O governo federal implementou novas regras mais rigorosas para o acesso ao aplicativo SouGov.br. A partir de agora, crianças, adolescentes e pessoas legalmente incapazes só poderão utilizar a plataforma mediante autorização formal de um responsável legal. Esta mudança busca corrigir falhas de segurança e adequar o sistema à Lei Geral de Proteção de Dados (LGPD) e ao Marco Legal para Inclusão de Pessoas com Deficiência (ECA Digital).
Novos perfis e processo de autorização
Os usuários agora são divididos em dois perfis: o representante legal e o representado. Pais, tutores ou curadores precisam vincular-se ao sistema e aceitar os termos de uso para liberar o acesso aos dependentes. Sem essa autorização prévia, o sistema impede a navegação.
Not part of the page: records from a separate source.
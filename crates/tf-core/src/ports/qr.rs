use anyhow::Result;
use async_trait::async_trait;

use crate::upload::QrPayload;

/// Renders a QR code for a link. Failures are never fatal to an upload.
#[async_trait]
pub trait QrRendererPort: Send + Sync {
    async fn render(&self, link: &str) -> Result<QrPayload>;
}
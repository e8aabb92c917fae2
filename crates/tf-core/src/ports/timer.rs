/// Advisory elapsed-seconds counter shown while an upload runs.
///
/// `start` resets the counter to zero; `stop` freezes it. Both must be cheap
/// and safe to call repeatedly.
pub trait ElapsedTimerPort: Send + Sync {
    fn start(&self);
    fn stop(&self);
    fn elapsed_secs(&self) -> u64;
}
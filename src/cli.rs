//! Command-line arguments for the `tflink` binary.

use std::path::PathBuf;

use clap::{Parser, ValueEnum};
use tf_core::config::QrStrategy;

/// How the QR code for the link is produced.
#[derive(Debug, Clone, Copy, PartialEq, Eq, ValueEnum)]
pub enum QrMode {
    /// PNG rendered locally, printed as a data URL
    Local,
    /// Image URL on a QR web service
    Remote,
    /// Block characters drawn in the terminal
    Terminal,
    /// No QR code
    None,
}

impl From<QrMode> for QrStrategy {
    fn from(mode: QrMode) -> Self {
        match mode {
            QrMode::Local => QrStrategy::Local,
            QrMode::Remote => QrStrategy::Remote,
            QrMode::Terminal => QrStrategy::Terminal,
            QrMode::None => QrStrategy::None,
        }
    }
}

#[derive(Debug, Parser)]
#[command(name = "tflink")]
#[command(about = "Upload the clipboard to tmpfile.link and copy the share link")]
#[command(
    long_about = "Upload whatever is on the clipboard to tmpfile.link.

A copied file is uploaded as-is (directories are refused, 100MB max). Copied
text is uploaded as a snippet_<timestamp>.txt file. The download link is copied
back to the clipboard and printed together with a QR code. Uploads are kept
for 7 days.

Press Ctrl-C to cancel an upload in progress."
)]
#[command(version)]
pub struct Args {
    /// Config file (default: <config dir>/tflink/config.toml when present)
    #[arg(long, value_name = "PATH")]
    pub config: Option<PathBuf>,

    /// QR code output
    #[arg(long, value_enum, value_name = "MODE")]
    pub qr: Option<QrMode>,

    /// Upload endpoint
    #[arg(long, value_name = "URL")]
    pub endpoint: Option<String>,

    /// Leave the clipboard untouched after upload
    #[arg(long)]
    pub no_copy: bool,

    /// Open the link in the default browser after upload
    #[arg(long)]
    pub open: bool,

    /// Mirror logs to stderr
    #[arg(short, long)]
    pub verbose: bool,
}
use std::sync::{Arc, Mutex, PoisonError};

use tf_core::ports::ElapsedTimerPort;
use tokio::sync::watch;
use tokio::task::AbortHandle;
use tokio::time::{interval_at, Duration, Instant};
use tracing::{debug, warn};

const TICK: Duration = Duration::from_secs(1);

/// Whole-second counter driven by a spawned ticker task.
///
/// Observers follow the count through [`TokioElapsedTimer::subscribe`].
pub struct TokioElapsedTimer {
    elapsed: Arc<watch::Sender<u64>>,
    ticker: Mutex<Option<AbortHandle>>,
}

impl TokioElapsedTimer {
    pub fn new() -> Self {
        let (elapsed, _) = watch::channel(0);
        Self {
            elapsed: Arc::new(elapsed),
            ticker: Mutex::new(None),
        }
    }

    pub fn subscribe(&self) -> watch::Receiver<u64> {
        self.elapsed.subscribe()
    }

    fn take_ticker(&self) -> Option<AbortHandle> {
        self.ticker
            .lock()
            .unwrap_or_else(PoisonError::into_inner)
            .take()
    }
}

impl Default for TokioElapsedTimer {
    fn default() -> Self {
        Self::new()
    }
}

impl ElapsedTimerPort for TokioElapsedTimer {
    fn start(&self) {
        let mut ticker = self.ticker.lock().unwrap_or_else(PoisonError::into_inner);
        if let Some(existing) = ticker.take() {
            existing.abort();
        }
        self.elapsed.send_replace(0);

        let Ok(runtime) = tokio::runtime::Handle::try_current() else {
            warn!("No tokio runtime, elapsed timer will not tick");
            return;
        };
        let elapsed = Arc::clone(&self.elapsed);
        let handle = runtime.spawn(async move {
            let mut interval = interval_at(Instant::now() + TICK, TICK);
            loop {
                interval.tick().await;
                elapsed.send_modify(|secs| *secs += 1);
            }
        });
        *ticker = Some(handle.abort_handle());
        debug!("Elapsed timer started");
    }

    fn stop(&self) {
        if let Some(handle) = self.take_ticker() {
            handle.abort();
            debug!(elapsed_secs = self.elapsed_secs(), "Elapsed timer stopped");
        }
    }

    fn elapsed_secs(&self) -> u64 {
        *self.elapsed.borrow()
    }
}

impl Drop for TokioElapsedTimer {
    fn drop(&mut self) {
        if let Some(handle) = self.take_ticker() {
            handle.abort();
        }
    }
}
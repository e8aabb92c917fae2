use chrono::{DateTime, Duration, Local};
use humansize::{format_size, BINARY};
use tf_core::{QrPayload, UploadReceipt};

/// How long tmpfile.link keeps an upload.
pub const RETENTION_DAYS: i64 = 7;

/// Final summary printed to stdout after a successful upload.
pub fn render_receipt(receipt: &UploadReceipt, elapsed_secs: u64, now: DateTime<Local>) -> String {
    let expires = now + Duration::days(RETENTION_DAYS);
    let mut lines = vec![
        format!("Link:    {}", receipt.link),
        format!("File:    {}", receipt.file_name),
        format!("Size:    {}", format_size(receipt.size_bytes, BINARY)),
        format!("Time:    {elapsed_secs}s"),
        format!(
            "Expires: in {RETENTION_DAYS} days ({})",
            expires.format("%Y-%m-%d %H:%M")
        ),
    ];

    match &receipt.qr {
        Some(QrPayload::Text(art)) => {
            lines.push(String::new());
            lines.push(art.trim_end().to_string());
        }
        Some(QrPayload::DataUrl(url)) | Some(QrPayload::RemoteUrl(url)) => {
            lines.push(format!("QR:      {url}"));
        }
        None => {}
    }

    let mut out = lines.join("\n");
    out.push('\n');
    out
}
use std::path::PathBuf;

use tf_core::app_dirs::AppDirs;

#[derive(Debug, Clone, PartialEq, Eq)]
pub struct AppPaths {
    pub config_path: PathBuf,
    pub logs_dir: PathBuf,
}

impl AppPaths {
    pub fn from_app_dirs(dirs: &AppDirs) -> Self {
        Self {
            config_path: dirs.app_config_root.join("config.toml"),
            logs_dir: dirs.app_data_root.join("logs"),
        }
    }
}

#[cfg(test)]
mod tests {
    use super::*;

    #[test]
    fn app_paths_derives_concrete_locations_from_roots() {
        let dirs = AppDirs {
            app_config_root: PathBuf::from("/home/me/.config/tflink"),
            app_data_root: PathBuf::from("/home/me/.local/share/tflink"),
        };

        let paths = AppPaths::from_app_dirs(&dirs);

        assert_eq!(
            paths.config_path,
            PathBuf::from("/home/me/.config/tflink/config.toml")
        );
        assert_eq!(
            paths.logs_dir,
            PathBuf::from("/home/me/.local/share/tflink/logs")
        );
    }
}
Diferenças nas permissões e restrições
Enquanto o representante legal tem permissão para consultar e editar informações, o representado possui apenas autorização para leitura de dados. Funções consideradas sensíveis, como a contratação de empréstimos consignados e a Prova de Vida digital, ficam suspensas para os perfis de representados.
Objetivos da medida
Segundo o Ministério da Gestão e da Inovação, a iniciativa visa aumentar a rastreabilidade e prevenir o uso indevido da plataforma, que atende servidores ativos, aposentados e pensionistas do Poder Executivo Federal. O responsável legal pode revogar a permissão a qualquer momento, suspendendo imediatamente o acesso do dependente.
Requisitos para acesso pleno
Para o funcionamento completo da funcionalidade, tanto o representante quanto o representado devem possuir conta com nível Prata ou Ouro no portal Gov.br.